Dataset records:
Content starts

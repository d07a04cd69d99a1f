//! CLI argument definitions using clap derive
//!
//! Defines all command-line arguments and subcommands.

use clap::{CommandFactory, Parser, Subcommand, ValueEnum};
use clap_complete::Shell;
use std::path::PathBuf;

/// Metric-driven alerting engine
///
/// Evaluate metric samples against threshold rules, track alert lifecycles
/// and deliver webhook notifications.
#[derive(Parser, Debug)]
#[command(name = "alertctl")]
#[command(author, version, about, long_about = None)]
#[command(propagate_version = true)]
pub struct Cli {
    /// Enable verbose output
    #[arg(short, long, global = true)]
    pub verbose: bool,

    /// Output format
    #[arg(long, global = true, value_enum, default_value = "table")]
    pub format: OutputFormat,

    /// Path to configuration file
    #[arg(short, long, global = true, env = "ALERTCTL_CONFIG")]
    pub config: Option<PathBuf>,

    #[command(subcommand)]
    pub command: Commands,
}

/// Available subcommands
#[derive(Subcommand, Debug)]
pub enum Commands {
    /// Evaluate JSON-lines samples and dispatch notifications
    Run(RunArgs),

    /// List configured alert rules
    Rules,

    /// Validate the configuration
    Check,

    /// Write a starter configuration file
    Init(InitArgs),

    /// Generate shell completions
    Completions {
        /// Shell to generate completions for
        #[arg(value_enum)]
        shell: Shell,
    },
}

/// Arguments for the run command
#[derive(Parser, Debug)]
pub struct RunArgs {
    /// Read samples from a file instead of stdin
    #[arg(short, long, value_name = "FILE")]
    pub input: Option<PathBuf>,

    /// Evaluation tick interval in seconds
    #[arg(long, value_name = "SECS", value_parser = clap::value_parser!(u64).range(1..))]
    pub interval: Option<u64>,

    /// Run a single tick and exit
    #[arg(long)]
    pub once: bool,
}

/// Arguments for the init command
#[derive(Parser, Debug)]
pub struct InitArgs {
    /// Overwrite an existing file
    #[arg(short, long)]
    pub force: bool,

    /// Where to write the file (defaults to the user config directory)
    #[arg(long)]
    pub path: Option<PathBuf>,
}

/// Output format
#[derive(ValueEnum, Debug, Clone, Copy, Default, PartialEq, Eq)]
pub enum OutputFormat {
    /// Human-readable table format
    #[default]
    Table,
    /// JSON format for machine parsing
    Json,
    /// Compact single-line format
    Compact,
}

/// Generate shell completions and print to stdout
pub fn generate_completions(shell: Shell) {
    let mut cmd = Cli::command();
    let name = cmd.get_name().to_string();
    clap_complete::generate(shell, &mut cmd, name, &mut std::io::stdout());
}
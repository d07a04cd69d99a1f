//! Check command implementation
//!
//! Validates the configuration and any separate rule file.

use super::LoadedConfig;
use crate::alerts::to_alert_rules;
use crate::cli::args::OutputFormat;
use crate::cli::output::{print_output, CheckReport};
use crate::error::{AppError, ConfigError, Result};

/// Build the validation report for a loaded configuration
pub fn check_config(loaded: &LoadedConfig) -> CheckReport {
    let mut report = CheckReport {
        source: loaded.source_label(),
        valid: false,
        rules: 0,
        channels: loaded.config.channels.len(),
        warnings: Vec::new(),
        error: None,
    };

    let result = loaded.config.validate().and_then(|warnings| {
        report.warnings = warnings;
        match loaded.rules_path() {
            Some(_) => {
                let (_, configs) = loaded
                    .rule_configs()
                    .map_err(|e| ConfigError::ParseError(e.to_string()))?;
                to_alert_rules(&configs).map(|rules| rules.len())
            }
            None => loaded.config.to_rules().map(|rules| rules.len()),
        }
    });

    match result {
        Ok(rules) => {
            report.valid = true;
            report.rules = rules;
        }
        Err(e) => report.error = Some(e.to_string()),
    }

    report
}

/// Execute the check command
///
/// Prints the report and fails when the configuration is invalid.
pub fn run_check(loaded: &LoadedConfig, format: OutputFormat) -> Result<()> {
    let report = check_config(loaded);
    print_output(&report, format)?;

    match report.error {
        Some(message) => Err(AppError::Config(ConfigError::ParseError(message))),
        None => Ok(()),
    }
}

#[cfg(test)]
mod tests {
    use super::*;
    use crate::config::Config;

    #[test]
    fn test_check_starter_config() {
        let loaded = LoadedConfig {
            config: Config::starter(),
            source: None,
        };
        let report = check_config(&loaded);
        assert!(report.valid);
        assert_eq!(report.rules, 4);
        assert_eq!(report.channels, 1);
        assert!(report.warnings.is_empty());
    }

    #[test]
    fn test_check_reports_invalid_rule() {
        let mut config = Config::starter();
        config.rules[0].severity = "loud".to_string();
        let loaded = LoadedConfig {
            config,
            source: None,
        };

        let report = check_config(&loaded);
        assert!(!report.valid);
        assert!(report.error.unwrap().contains("severity"));
    }

    #[test]
    fn test_check_reports_missing_rule_file() {
        let mut config = Config::starter();
        config.general.rules_file = Some("/nonexistent/rules.toml".into());
        let loaded = LoadedConfig {
            config,
            source: None,
        };

        let report = check_config(&loaded);
        assert!(!report.valid);
        assert!(report.error.is_some());
    }
}
//! alertctl - metric-driven alerting tool
//!
//! Evaluates metric samples against threshold rules and delivers webhook
//! notifications for alerts that trigger, linger and recover.

use alertctl::cli::args::{generate_completions, Cli, Commands};
use alertctl::commands::{run_check, run_engine, run_init, run_rules, LoadedConfig};
use alertctl::error::{AppError, ConfigError};
use clap::Parser;

#[tokio::main]
async fn main() {
    // Initialize logging
    env_logger::Builder::from_env(env_logger::Env::default().default_filter_or("warn"))
        .format_timestamp(None)
        .init();

    // Parse CLI arguments
    let cli = Cli::parse();

    // Set log level based on verbose flag
    if cli.verbose {
        log::set_max_level(log::LevelFilter::Debug);
    }

    // Run the appropriate command
    let result = run(&cli).await;

    if let Err(e) = result {
        log::error!("{}", e);
        print_error(&e);
        std::process::exit(1);
    }
}

async fn run(cli: &Cli) -> Result<(), AppError> {
    match &cli.command {
        Commands::Run(args) => {
            let loaded = LoadedConfig::load(cli.config.as_deref(), cli.verbose, args.interval)?;
            run_engine(&loaded, args, cli.format).await
        }

        Commands::Rules => {
            let loaded = LoadedConfig::load(cli.config.as_deref(), cli.verbose, None)?;
            run_rules(&loaded, cli.format)
        }

        Commands::Check => {
            let loaded = LoadedConfig::load(cli.config.as_deref(), cli.verbose, None)?;
            run_check(&loaded, cli.format)
        }

        Commands::Init(args) => run_init(args, cli.format),

        Commands::Completions { shell } => {
            generate_completions(*shell);
            Ok(())
        }
    }
}

fn print_error(err: &AppError) {
    eprintln!("Error: {}", err);

    // Print helpful hints for common errors
    match err {
        AppError::Config(ConfigError::FileNotFound(_)) => {
            eprintln!();
            eprintln!("Hint: Run 'alertctl init' to write a starter configuration,");
            eprintln!("      or pass --config with the path to an existing file.");
        }
        AppError::Config(ConfigError::AlreadyExists(_)) => {
            eprintln!();
            eprintln!("Hint: Use --force to overwrite it.");
        }
        AppError::Feed(_) => {
            eprintln!();
            eprintln!("Hint: Samples are JSON lines such as");
            eprintln!(r#"      {{"type": "cpu", "value": 91.5, "timestamp": "2024-05-01T10:00:00Z"}}"#);
        }
        _ => {}
    }
}
//! alertctl - metric-driven alerting library
//!
//! This library provides threshold rule evaluation with hold durations,
//! alert lifecycle tracking, webhook notification delivery with retries,
//! and live subscriptions to lifecycle events.
//!
//! # Modules
//!
//! - [`alerts`]: Rule configuration, evaluation, lifecycle and rule stores
//! - [`bus`]: In-process event bus
//! - [`cli`]: Command-line interface definitions
//! - [`commands`]: Command handlers
//! - [`config`]: Configuration system
//! - [`domain`]: Domain models with validation
//! - [`error`]: Error types
//! - [`gateway`]: Live subscription gateway
//! - [`notify`]: Notification routing and channel adapters
//! - [`services`]: Metric feeds, dispatcher and the engine loop
//! - [`shutdown`]: Cooperative stop signal

pub mod alerts;
pub mod bus;
pub mod cli;
pub mod commands;
pub mod config;
pub mod domain;
pub mod error;
pub mod gateway;
pub mod notify;
pub mod services;
pub mod shutdown;

pub(crate) mod sync;

#[cfg(test)]
pub mod mock;

pub use error::{AppError, Result};
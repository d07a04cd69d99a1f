//! Terminal event printer
//!
//! Prints lifecycle events to stdout or stderr with coloured severity tags.
//! Attached to the bus by `alertctl run`.

use crate::bus::{Event, EventHandler, EventType};
use crate::domain::{AlertInstance, AlertSeverity};
use crate::error::HandlerError;
use async_trait::async_trait;
use std::io::{self, Write};

/// Terminal/console notifier
pub struct TerminalNotifier {
    /// Use stderr instead of stdout
    use_stderr: bool,
    /// Use colors (ANSI escape codes)
    use_colors: bool,
}

impl TerminalNotifier {
    /// Create a notifier writing to stderr
    pub fn new() -> Self {
        Self {
            use_stderr: true,
            use_colors: Self::supports_color(),
        }
    }

    /// Create a notifier that uses stdout
    pub fn stdout() -> Self {
        Self {
            use_stderr: false,
            use_colors: Self::supports_color(),
        }
    }

    /// Create a notifier without colors
    pub fn no_color() -> Self {
        Self {
            use_stderr: true,
            use_colors: false,
        }
    }

    fn supports_color() -> bool {
        std::env::var("TERM")
            .map(|term| term != "dumb")
            .unwrap_or(false)
            && std::env::var_os("NO_COLOR").is_none()
    }

    /// Render one event as a line of text
    pub fn format_event(&self, event: &Event) -> String {
        let time = event.timestamp.format("%H:%M:%S");

        match (event.event_type, event.alert()) {
            (EventType::NotificationDispatched, _) => {
                let alert_id = event.payload["alert_id"].as_str().unwrap_or("?");
                let summary = event.payload["results"]
                    .as_array()
                    .map(|results| {
                        results
                            .iter()
                            .map(|r| {
                                format!(
                                    "{}={}",
                                    r["channel"].as_str().unwrap_or("?"),
                                    r["outcome"].as_str().unwrap_or("?")
                                )
                            })
                            .collect::<Vec<_>>()
                            .join(", ")
                    })
                    .unwrap_or_default();
                format!("[{}] NOTIFY {}: {}", time, alert_id, summary)
            }
            (event_type, Some(alert)) => {
                format!(
                    "[{}] {} {}",
                    time,
                    self.format_severity(alert.severity),
                    self.describe(event_type, &alert)
                )
            }
            (event_type, None) => format!("[{}] {}", time, event_type),
        }
    }

    fn describe(&self, event_type: EventType, alert: &AlertInstance) -> String {
        match event_type {
            EventType::AlertTriggered => format!("{} (alert {})", alert.message, alert.id),
            EventType::AlertAcknowledged => format!(
                "{} acknowledged by {} (alert {})",
                alert.rule_name,
                alert.acknowledged_by.as_deref().unwrap_or("unknown"),
                alert.id
            ),
            EventType::AlertRecovered => format!("{} recovered (alert {})", alert.rule_name, alert.id),
            EventType::NotificationDispatched => alert.id.clone(),
        }
    }

    /// Format severity with colors
    fn format_severity(&self, severity: AlertSeverity) -> String {
        if !self.use_colors {
            return format!("{}", severity);
        }

        let (color_code, text) = match severity {
            AlertSeverity::Info => ("\x1b[36m", "INFO"),                  // Cyan
            AlertSeverity::Warning => ("\x1b[33m", "WARNING"),            // Yellow
            AlertSeverity::Critical => ("\x1b[31m", "CRITICAL"),          // Red
            AlertSeverity::Emergency => ("\x1b[35m\x1b[1m", "EMERGENCY"), // Bold Magenta
        };

        format!("{}{}\x1b[0m", color_code, text)
    }
}

impl Default for TerminalNotifier {
    fn default() -> Self {
        Self::new()
    }
}

#[async_trait]
impl EventHandler for TerminalNotifier {
    fn name(&self) -> &str {
        "terminal"
    }

    async fn handle(&self, event: &Event) -> Result<(), HandlerError> {
        let line = self.format_event(event);
        let result = if self.use_stderr {
            writeln!(io::stderr().lock(), "{}", line)
        } else {
            writeln!(io::stdout().lock(), "{}", line)
        };

        result.map_err(|e| HandlerError::new(self.name(), e.to_string()))
    }
}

Content ends

(WHAT THE TASK REQUIRES): Taking the entries above, print exactly the lines starting at the line with "use super::*;" and ending at the line with "assert_eq!(report.rules, 4);", both included.

(RESPONSE BOX):
    use super::*;
    use crate::config::Config;

    #[test]
    fn test_check_starter_config() {
        let loaded = LoadedConfig {
            config: Config::starter(),
            source: None,
        };
        let report = check_config(&loaded);
        assert!(report.valid);
        assert_eq!(report.rules, 4);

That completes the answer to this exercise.